About this exercise | Please copy exactly the lines that run from the start of the entries to the line containing "of the same", inclusive.

Supplied entries |

--- --- ---

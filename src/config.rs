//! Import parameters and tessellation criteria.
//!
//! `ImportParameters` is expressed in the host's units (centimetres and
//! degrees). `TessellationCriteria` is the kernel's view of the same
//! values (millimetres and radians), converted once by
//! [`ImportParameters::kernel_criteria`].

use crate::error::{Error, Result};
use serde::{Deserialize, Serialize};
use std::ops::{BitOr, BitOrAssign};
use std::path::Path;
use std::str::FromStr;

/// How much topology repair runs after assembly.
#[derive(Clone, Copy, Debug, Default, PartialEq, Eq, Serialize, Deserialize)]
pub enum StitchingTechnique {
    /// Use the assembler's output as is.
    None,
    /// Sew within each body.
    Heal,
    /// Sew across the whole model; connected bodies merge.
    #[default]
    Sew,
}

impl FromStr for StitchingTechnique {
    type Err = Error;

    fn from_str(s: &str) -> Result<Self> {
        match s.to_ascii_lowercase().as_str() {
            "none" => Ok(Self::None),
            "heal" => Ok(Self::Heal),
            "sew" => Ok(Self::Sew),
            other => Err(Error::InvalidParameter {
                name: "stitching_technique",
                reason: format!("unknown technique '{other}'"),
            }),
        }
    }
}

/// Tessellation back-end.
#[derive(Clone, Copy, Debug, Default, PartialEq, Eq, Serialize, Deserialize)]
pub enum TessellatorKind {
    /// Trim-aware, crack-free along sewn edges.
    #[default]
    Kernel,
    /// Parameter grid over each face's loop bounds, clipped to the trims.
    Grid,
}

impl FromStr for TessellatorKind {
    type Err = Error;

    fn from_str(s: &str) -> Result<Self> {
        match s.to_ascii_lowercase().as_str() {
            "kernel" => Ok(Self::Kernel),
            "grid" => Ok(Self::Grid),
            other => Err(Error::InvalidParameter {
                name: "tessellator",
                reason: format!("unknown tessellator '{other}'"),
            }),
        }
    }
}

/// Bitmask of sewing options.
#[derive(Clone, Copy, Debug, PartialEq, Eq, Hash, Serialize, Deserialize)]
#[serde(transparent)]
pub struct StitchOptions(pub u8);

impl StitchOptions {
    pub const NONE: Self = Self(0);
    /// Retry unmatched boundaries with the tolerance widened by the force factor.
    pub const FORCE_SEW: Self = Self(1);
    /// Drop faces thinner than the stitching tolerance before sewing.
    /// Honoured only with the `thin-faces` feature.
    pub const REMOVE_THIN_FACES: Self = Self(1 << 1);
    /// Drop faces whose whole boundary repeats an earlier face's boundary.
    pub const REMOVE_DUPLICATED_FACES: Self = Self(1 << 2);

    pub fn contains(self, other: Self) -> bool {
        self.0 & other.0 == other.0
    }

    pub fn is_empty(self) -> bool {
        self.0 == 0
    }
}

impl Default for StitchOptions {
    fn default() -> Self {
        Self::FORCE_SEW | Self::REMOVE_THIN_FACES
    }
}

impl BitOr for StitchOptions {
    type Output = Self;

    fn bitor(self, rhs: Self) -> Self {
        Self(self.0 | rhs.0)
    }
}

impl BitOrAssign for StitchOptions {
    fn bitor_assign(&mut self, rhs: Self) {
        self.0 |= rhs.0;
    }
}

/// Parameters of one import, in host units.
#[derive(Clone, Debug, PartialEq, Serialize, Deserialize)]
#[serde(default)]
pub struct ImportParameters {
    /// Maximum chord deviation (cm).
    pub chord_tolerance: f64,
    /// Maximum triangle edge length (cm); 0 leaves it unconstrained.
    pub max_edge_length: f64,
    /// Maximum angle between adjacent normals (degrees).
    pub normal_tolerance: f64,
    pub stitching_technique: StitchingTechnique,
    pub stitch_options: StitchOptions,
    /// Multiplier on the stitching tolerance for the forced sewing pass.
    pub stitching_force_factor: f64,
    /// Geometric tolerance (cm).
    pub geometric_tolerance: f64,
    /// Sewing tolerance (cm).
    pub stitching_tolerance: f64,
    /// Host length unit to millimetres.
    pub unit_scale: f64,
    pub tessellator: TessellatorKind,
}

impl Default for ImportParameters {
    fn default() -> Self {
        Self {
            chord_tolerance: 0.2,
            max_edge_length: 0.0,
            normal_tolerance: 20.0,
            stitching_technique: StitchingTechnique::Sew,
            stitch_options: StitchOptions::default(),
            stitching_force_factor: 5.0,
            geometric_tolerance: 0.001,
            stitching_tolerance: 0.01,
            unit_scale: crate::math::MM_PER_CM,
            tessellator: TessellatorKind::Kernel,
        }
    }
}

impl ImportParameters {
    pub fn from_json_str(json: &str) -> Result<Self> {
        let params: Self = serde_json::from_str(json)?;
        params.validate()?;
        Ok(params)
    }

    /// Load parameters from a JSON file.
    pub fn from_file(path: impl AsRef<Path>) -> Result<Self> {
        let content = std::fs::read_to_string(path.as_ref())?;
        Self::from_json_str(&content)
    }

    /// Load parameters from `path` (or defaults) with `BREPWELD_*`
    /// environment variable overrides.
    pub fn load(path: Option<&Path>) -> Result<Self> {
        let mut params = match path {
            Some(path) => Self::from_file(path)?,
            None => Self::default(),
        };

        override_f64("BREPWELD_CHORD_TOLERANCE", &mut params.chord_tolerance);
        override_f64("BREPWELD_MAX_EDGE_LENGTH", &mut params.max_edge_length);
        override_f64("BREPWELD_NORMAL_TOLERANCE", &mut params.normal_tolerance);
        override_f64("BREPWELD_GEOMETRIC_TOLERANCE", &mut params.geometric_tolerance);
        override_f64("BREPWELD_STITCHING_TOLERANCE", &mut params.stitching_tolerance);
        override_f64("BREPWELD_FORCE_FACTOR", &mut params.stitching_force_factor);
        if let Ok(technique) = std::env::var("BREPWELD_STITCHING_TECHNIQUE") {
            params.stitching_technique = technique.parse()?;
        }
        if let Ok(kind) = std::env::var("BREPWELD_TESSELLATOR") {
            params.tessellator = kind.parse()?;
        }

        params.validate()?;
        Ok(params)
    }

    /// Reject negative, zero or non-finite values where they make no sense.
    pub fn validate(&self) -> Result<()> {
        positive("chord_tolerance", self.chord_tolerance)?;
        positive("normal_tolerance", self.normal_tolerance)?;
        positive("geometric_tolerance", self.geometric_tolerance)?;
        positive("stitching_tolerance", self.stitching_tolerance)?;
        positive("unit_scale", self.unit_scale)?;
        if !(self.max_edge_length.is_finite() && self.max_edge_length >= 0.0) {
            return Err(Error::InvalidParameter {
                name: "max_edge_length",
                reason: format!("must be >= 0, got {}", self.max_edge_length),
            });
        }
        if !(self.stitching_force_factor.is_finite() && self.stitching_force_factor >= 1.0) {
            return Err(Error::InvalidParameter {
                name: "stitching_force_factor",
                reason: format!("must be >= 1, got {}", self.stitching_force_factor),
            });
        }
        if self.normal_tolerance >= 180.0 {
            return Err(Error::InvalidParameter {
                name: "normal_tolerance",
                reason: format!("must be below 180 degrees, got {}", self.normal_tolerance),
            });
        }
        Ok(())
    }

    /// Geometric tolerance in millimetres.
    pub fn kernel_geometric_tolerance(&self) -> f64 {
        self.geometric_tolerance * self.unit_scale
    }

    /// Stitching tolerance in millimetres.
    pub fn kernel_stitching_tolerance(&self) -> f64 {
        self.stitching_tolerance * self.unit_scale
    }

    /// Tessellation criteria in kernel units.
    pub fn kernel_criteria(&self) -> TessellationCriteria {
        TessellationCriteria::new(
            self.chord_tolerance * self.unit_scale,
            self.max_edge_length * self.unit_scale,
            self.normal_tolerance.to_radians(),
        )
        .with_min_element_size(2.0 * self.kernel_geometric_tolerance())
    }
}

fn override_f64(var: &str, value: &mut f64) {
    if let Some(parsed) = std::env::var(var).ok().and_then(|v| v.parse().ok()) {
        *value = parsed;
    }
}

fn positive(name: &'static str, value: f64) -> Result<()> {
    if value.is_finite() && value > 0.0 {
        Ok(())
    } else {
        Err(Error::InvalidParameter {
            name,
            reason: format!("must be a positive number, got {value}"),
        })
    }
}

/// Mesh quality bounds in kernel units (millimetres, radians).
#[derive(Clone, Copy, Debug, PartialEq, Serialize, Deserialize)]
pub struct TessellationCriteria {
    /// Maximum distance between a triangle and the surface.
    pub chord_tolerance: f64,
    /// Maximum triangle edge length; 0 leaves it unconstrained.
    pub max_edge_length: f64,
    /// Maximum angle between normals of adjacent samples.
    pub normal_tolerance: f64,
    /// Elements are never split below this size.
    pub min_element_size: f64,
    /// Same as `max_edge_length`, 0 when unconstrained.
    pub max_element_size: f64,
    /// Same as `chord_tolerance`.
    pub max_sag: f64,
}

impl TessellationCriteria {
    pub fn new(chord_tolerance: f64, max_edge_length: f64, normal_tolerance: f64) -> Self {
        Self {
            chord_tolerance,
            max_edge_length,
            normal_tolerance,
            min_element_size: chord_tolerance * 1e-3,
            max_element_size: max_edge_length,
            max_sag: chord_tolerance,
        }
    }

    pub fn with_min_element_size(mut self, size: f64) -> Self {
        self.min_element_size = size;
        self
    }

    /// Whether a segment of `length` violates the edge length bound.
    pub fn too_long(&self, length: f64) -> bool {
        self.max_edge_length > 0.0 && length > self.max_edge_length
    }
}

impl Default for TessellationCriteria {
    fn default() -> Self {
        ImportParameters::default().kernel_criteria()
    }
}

--- --- ---

Solution for this problem |
filename src/config.rs
//! Import parameters and tessellation criteria.
//!
//! `ImportParameters` is expressed in the host's units (centimetres and
//! degrees). `TessellationCriteria` is the kernel's view of the same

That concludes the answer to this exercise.